Las empresas se preparan para más sufrimiento cuando las golpee la primera ola de la revolución por los derechos de los trabajadores de Angela Rayner.
Los sindicatos tienen mucho más poder ya que la Ley de Derechos Laborales diseñada por el ex Viceprimer Ministro deroga la “gran mayoría” de la legislación antihuelga de la era conservadora.
Según las medidas de la ley emblemática del Partido Laborista que entrarán en vigor el miércoles, las huelgas serán más comunes en el sector público, ya que los sindicatos ya no necesitan que el 40 por ciento de sus miembros apoyen una huelga para que una votación sea válida.
Las disputas en toda la economía también se prolongarán a medida que los nuevos mandatos de huelga durarán ahora un año completo en lugar de sólo seis meses.
Los delegados sindicales sólo tienen que avisar con 10 días de antelación sobre una huelga inminente en lugar de quince días, y ya no tienen que decir cuántos trabajadores dejarán de trabajar, lo que dificulta la gestión de los jefes.
También se ha advertido a los empleadores que si despiden a alguien en cualquier momento durante la huelga se considerará “automáticamente injusto”, ya que se ha eliminado el límite de 12 semanas.

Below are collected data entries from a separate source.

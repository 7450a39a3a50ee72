//! Hash-change loop.
//!
//! Sets the default hash when the location has none, mounts the layout
//! includes, runs the initial navigation, then starts one navigation task
//! per hash change until `shutdown` resolves. Overlapping navigations are
//! settled by generation: only the newest one writes.

use std::future::Future;
use std::sync::Arc;

use tokio::task::JoinSet;
use tracing::{debug, info, warn};

use crate::controller::NavigationController;

/// Drive `controller` from its location. Returns the number of
/// navigations started, the initial one included.
///
/// A hash change that is pending when `shutdown` resolves is still
/// navigated.
pub async fn run<F>(controller: Arc<NavigationController>, shutdown: F) -> usize
where
    F: Future<Output = ()>,
{
    let location = controller.location().clone();
    let mut changes = location.subscribe();

    if location.hash().is_none() {
        let hash = controller.default_hash();
        info!(hash = %hash, "No hash present, setting default");
        location.set_hash(&hash);
    }
    // The initial navigation covers whatever the hash is now.
    changes.borrow_and_update();

    let included = controller.mount_includes().await;
    debug!(included, "Layout includes mounted");
    controller.navigate().await;
    let mut started = 1;

    let mut in_flight = JoinSet::new();
    tokio::pin!(shutdown);

    loop {
        tokio::select! {
            biased;

            changed = changes.changed() => {
                if changed.is_err() {
                    debug!("Location closed, stopping");
                    break;
                }
                let hash = changes.borrow_and_update().clone();
                debug!(hash = ?hash, "Hash changed");
                let controller = controller.clone();
                in_flight.spawn(async move { controller.navigate_to(hash.as_deref()).await });
                started += 1;
            }
            Some(joined) = in_flight.join_next(), if !in_flight.is_empty() => {
                if let Err(e) = joined {
                    warn!(error = %e, "Navigation task failed");
                }
            }
            () = &mut shutdown => {
                debug!("Shutdown requested");
                break;
            }
        }
    }

    while let Some(joined) = in_flight.join_next().await {
        if let Err(e) = joined {
            warn!(error = %e, "Navigation task failed");
        }
    }
    info!(navigations = started, "Router stopped");
    started
}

El Secretario de Negocios en la sombra, Andrew Griffith, dijo al Daily Mail: “Cuando los empleadores ya no están contratando y los jóvenes no pueden encontrar trabajo, resulta increíble que los laboristas sean tan sordos como para introducir una nueva andanada de poderes para los sindicatos que empeorará el desempleo. Lo único que está creciendo en la economía en estos momentos es la burocracia.’
La ex viceprimera ministra Angela Rayner se dirigió a la Cumbre de Economía Nocturna en Liverpool la semana pasada.
Las huelgas serán más comunes ahora que la ley antihuelga de los conservadores ha sido derogada
Alex Hall-Chen, asesor principal de políticas de empleo del Institute of Directors, dijo: ‘La implementación de la Ley de Derechos Laborales representa una preocupación importante para las empresas. En una encuesta de IoD realizada a más de 500 líderes empresariales en diciembre de 2025, el 57 por ciento dijo que una reducción significativa de las reformas laborales planificadas aumentaría la confianza empresarial.
‘Los empleadores han tenido poco tiempo para prepararse para las políticas que entrarán en vigor hoy, dado que las orientaciones de transición se publicaron apenas el mes pasado. Las empresas también están acostumbradas a abril y octubre como fechas de inicio de las reformas laborales; Por lo tanto, implementar reformas en febrero complica inútilmente el panorama para los empleadores.’
La presidenta de políticas de la Federación de Pequeñas Empresas, Tina McKenzie, dijo: ‘Las pequeñas empresas quieren hacer lo correcto para sus trabajadores, pero el gran volumen de cambios que se avecinan es abrumador.
‘La Ley de Derechos Laborales está trayendo oleada tras oleada de nuevas obligaciones que llegarán a diferentes puntos durante los próximos meses.
“Dado que el pago obligatorio por enfermedad (SSP) aumentará en abril, el gobierno necesita urgentemente introducir un reembolso para ayudar a los empleadores más pequeños a seguir contratando”.
La ley finalmente se convirtió en ley antes de Navidad, después de que los ministros se vieron obligados a hacer concesiones para superar la oposición en la Cámara de los Lores.
Sin embargo, sus medidas entrarán en vigor gradualmente durante los próximos dos años, lo que dificultará que las empresas realicen un seguimiento.
Después de la primera ola, en abril entrarán en vigor más medidas, incluida una mejora de la paga por enfermedad y el derecho del primer día a la baja por paternidad.
Los sindicatos obtendrán un mayor acceso a los lugares de trabajo en octubre, mientras que los patrones se verán obligados a tomar “todas las medidas razonables” para evitar que sus empleados sufran acoso sexual.
Un portavoz del gobierno dijo: ‘Nuestra Ley de Derechos Laborales beneficiará a más de 18 millones de personas, poniendo más dinero en los bolsillos de los trabajadores en lugar de perderlo debido a trabajos inseguros.
“Estamos iniciando una nueva era de asociación en la que los empleadores, los sindicatos y el gobierno trabajan juntos en cooperación”.